Riley couldn’t look away. She stared at its face. Its eyes were closed and its mouth had pursed up and frozen in a look of discomfort, as if its life had been plucked from it mid-cry.
The baby wore an orange tag on its wrist which stood out brightly against its dull-purple skin.
For a moment, Riley feared that if she leaned in to read the tag, the baby might spring to life. She pushed that thought out of her mind. Somehow, she sensed that the woman had placed this baby here for a reason. To tell her something.
Riley slowly rose from her seat. She barely registered Hannah’s concerned face, curiously observing her. Riley leaned over the table. There was a name on the tag.
“Riley? What’s going on?” Hannah asked. “What do you see?”
“Ashley,” Riley said, reading the baby’s wrist tag. “Ashley… Chao.” She looked over at Hannah whose face had twisted up in confusion.
“What did you say?”
“Ashley Chao,” Riley repeated as she settled back into her seat. “Did you lose a baby?”
Hannah gulped. She stiffened in her seat, but she maintained eye-contact. Her voice stayed steady and professional. “That was, um, that was probably ten years ago, or so. Ashley had a fever. My husband and I took her to the hospital. It was only about twenty minutes later and she just… um… she just stopped breathing. It was devastating. But it does happen.”
They sat for a moment. Riley felt Hannah’s eyes studying her. She had to look away.
“Who told you about Ashley?” Hannah asked.
Riley glanced back to the table. The baby was gone.

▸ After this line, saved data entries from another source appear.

impl ServerContext {
    /// Create a context serving the default APIs
    pub fn new(config: ServerConfig) -> Result<Self> {
        Self::with_apis(config, default_server_apis())
    }

    pub fn with_apis(config: ServerConfig, apis: Vec<Api>) -> Result<Self> {
        config.validate()?;
        Ok(Self {
            apis: get_server_apis(apis)?,
            datasets: DatasetsContext::new(config),
        })
    }

    pub fn config(&self) -> Arc<ServerConfig> {
        self.datasets.config()
    }

    /// APIs in dependency order
    pub fn apis(&self) -> &[Api] {
        &self.apis
    }

    pub fn get_api(&self, name: &str) -> Option<&Api> {
        self.apis.iter().find(|api| api.name == name)
    }

    pub fn datasets(&self) -> &DatasetsContext {
        &self.datasets
    }

    /// Find the route serving a request path, below the URL prefix
    pub fn find_route(&self, path: &str) -> Option<(&ApiRoute, HashMap<String, String>)> {
        let prefix = self.config().url_prefix();
        let path = path.strip_prefix(prefix.as_str())?;
        self.apis
            .iter()
            .flat_map(|api| api.routes.iter())
            .find_map(|route| route.match_path(path).map(|params| (route, params)))
    }

    /// Replace the configuration, dropping everything derived from the old one
    pub fn on_config_change(&self, config: ServerConfig) -> Result<()> {
        config.validate()?;
        self.datasets.update_config(config);
        info!("server configuration changed");
        Ok(())
    }
}

/// Resolves configured datasets into multi-level datasets.
///
/// Data stores and opened datasets are cached until the configuration
/// changes. Stores registered with [`DatasetsContext::register_data_store`]
/// are kept across configuration changes. Datasets opened under a
/// configuration that was replaced while they were opening are not cached.
pub struct DatasetsContext {
    config: RwLock<Arc<ServerConfig>>,
    /// Incremented whenever the caches are dropped
    generation: AtomicU64,
    registered_stores: RwLock<HashMap<String, Arc<dyn DataStore>>>,
    data_stores: RwLock<HashMap<String, Arc<dyn DataStore>>>,
    ml_datasets: RwLock<HashMap<String, Arc<dyn MultiLevelDataset>>>,
}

“Riley?” Hannah said. “How do you know about Ashley?”
As Riley was about to answer, the dining room door swung open. Riley’s dad stepped into the room. He stood there for a moment, watching Riley and Hannah. Riley opened her mouth to say something when her dad suddenly walked over to the table.

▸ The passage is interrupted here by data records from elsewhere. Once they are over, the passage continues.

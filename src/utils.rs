//! Utility functions

use crate::error::{Result, XcubeError};
use chrono::{NaiveDate, NaiveDateTime, TimeDelta, TimeZone, Utc};

/// Parse a tile size given as `"N"` or `"W,H"` of positive integers
pub fn parse_tile_size(text: &str) -> Result<(usize, usize)> {
    let invalid = || {
        XcubeError::InvalidValue(format!(
            "tile size must be a positive integer or a pair W,H, got {text:?}"
        ))
    };
    let parts: Vec<usize> = text
        .split(',')
        .map(|part| part.trim().parse::<usize>().map_err(|_| invalid()))
        .collect::<Result<_>>()?;
    let size = match parts.as_slice() {
        [n] => (*n, *n),
        [w, h] => (*w, *h),
        _ => return Err(invalid()),
    };
    if size.0 == 0 || size.1 == 0 {
        return Err(invalid());
    }
    Ok(size)
}

/// Parse a date-time label.
///
/// Accepts `2017-01-16 10:09:21`, `2017-01-16T10:09:21`, plain dates and
/// RFC 3339 timestamps; the latter are converted to UTC.
pub fn parse_datetime(label: &str) -> Result<NaiveDateTime> {
    let label = label.trim();
    if let Ok(dt) = chrono::DateTime::parse_from_rfc3339(label) {
        return Ok(dt.naive_utc());
    }
    let trimmed = label.trim_end_matches('Z');
    for format in ["%Y-%m-%dT%H:%M:%S%.f", "%Y-%m-%d %H:%M:%S%.f", "%Y-%m-%dT%H:%M"] {
        if let Ok(dt) = NaiveDateTime::parse_from_str(trimmed, format) {
            return Ok(dt);
        }
    }
    NaiveDate::parse_from_str(trimmed, "%Y-%m-%d")
        .ok()
        .and_then(|date| date.and_hms_opt(0, 0, 0))
        .ok_or_else(|| XcubeError::InvalidValue(format!("invalid date-time {label:?}")))
}

/// Format a date-time as ISO 8601 in UTC, e.g. `2010-01-01T12:00:00Z`
pub fn format_datetime(dt: &NaiveDateTime) -> String {
    Utc.from_utc_datetime(dt)
        .format("%Y-%m-%dT%H:%M:%SZ")
        .to_string()
}

/// Parsed CF time units such as `days since 1970-01-01`
#[derive(Debug, Clone, Copy, PartialEq)]
pub struct CfTimeUnits {
    pub seconds_per_unit: f64,
    pub epoch: NaiveDateTime,
}

impl CfTimeUnits {
    pub fn parse(units: &str) -> Result<Self> {
        let invalid = || XcubeError::InvalidValue(format!("invalid CF time units {units:?}"));
        let (unit, epoch) = units.split_once(" since ").ok_or_else(invalid)?;
        let seconds_per_unit = match unit.trim() {
            "days" | "day" | "d" => 86400.0,
            "hours" | "hour" | "h" => 3600.0,
            "minutes" | "minute" | "min" => 60.0,
            "seconds" | "second" | "s" => 1.0,
            "milliseconds" | "millisecond" | "ms" => 0.001,
            _ => return Err(invalid()),
        };
        let epoch = parse_datetime(epoch).map_err(|_| invalid())?;
        Ok(Self {
            seconds_per_unit,
            epoch,
        })
    }

    /// Convert a numeric time value into a date-time
    pub fn decode(&self, value: f64) -> Result<NaiveDateTime> {
        let out_of_range =
            || XcubeError::OutOfBounds(format!("time value {value} is out of range"));
        let millis = value * self.seconds_per_unit * 1000.0;
        if !millis.is_finite() || millis.abs() >= i64::MAX as f64 {
            return Err(out_of_range());
        }
        TimeDelta::try_milliseconds(millis.round() as i64)
            .and_then(|delta| self.epoch.checked_add_signed(delta))
            .ok_or_else(out_of_range)
    }

    /// Convert a date-time into a numeric time value
    pub fn encode(&self, dt: &NaiveDateTime) -> f64 {
        let millis = (*dt - self.epoch).num_milliseconds() as f64;
        millis / 1000.0 / self.seconds_per_unit
    }
}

Hannah stood and silently greeted him.
They stared at each other, both oblivious to Riley’s presence. Riley could only watch as her dad cupped Hannah’s face in his hands and pulled her in for a kiss. The sensual sweetness of the kiss quickly gave way to an eruption of passion. Hannah reached down into his pants as his lips worked their way around her neck. His hands, in their hurry, struggled to undo the buttons on her shirt.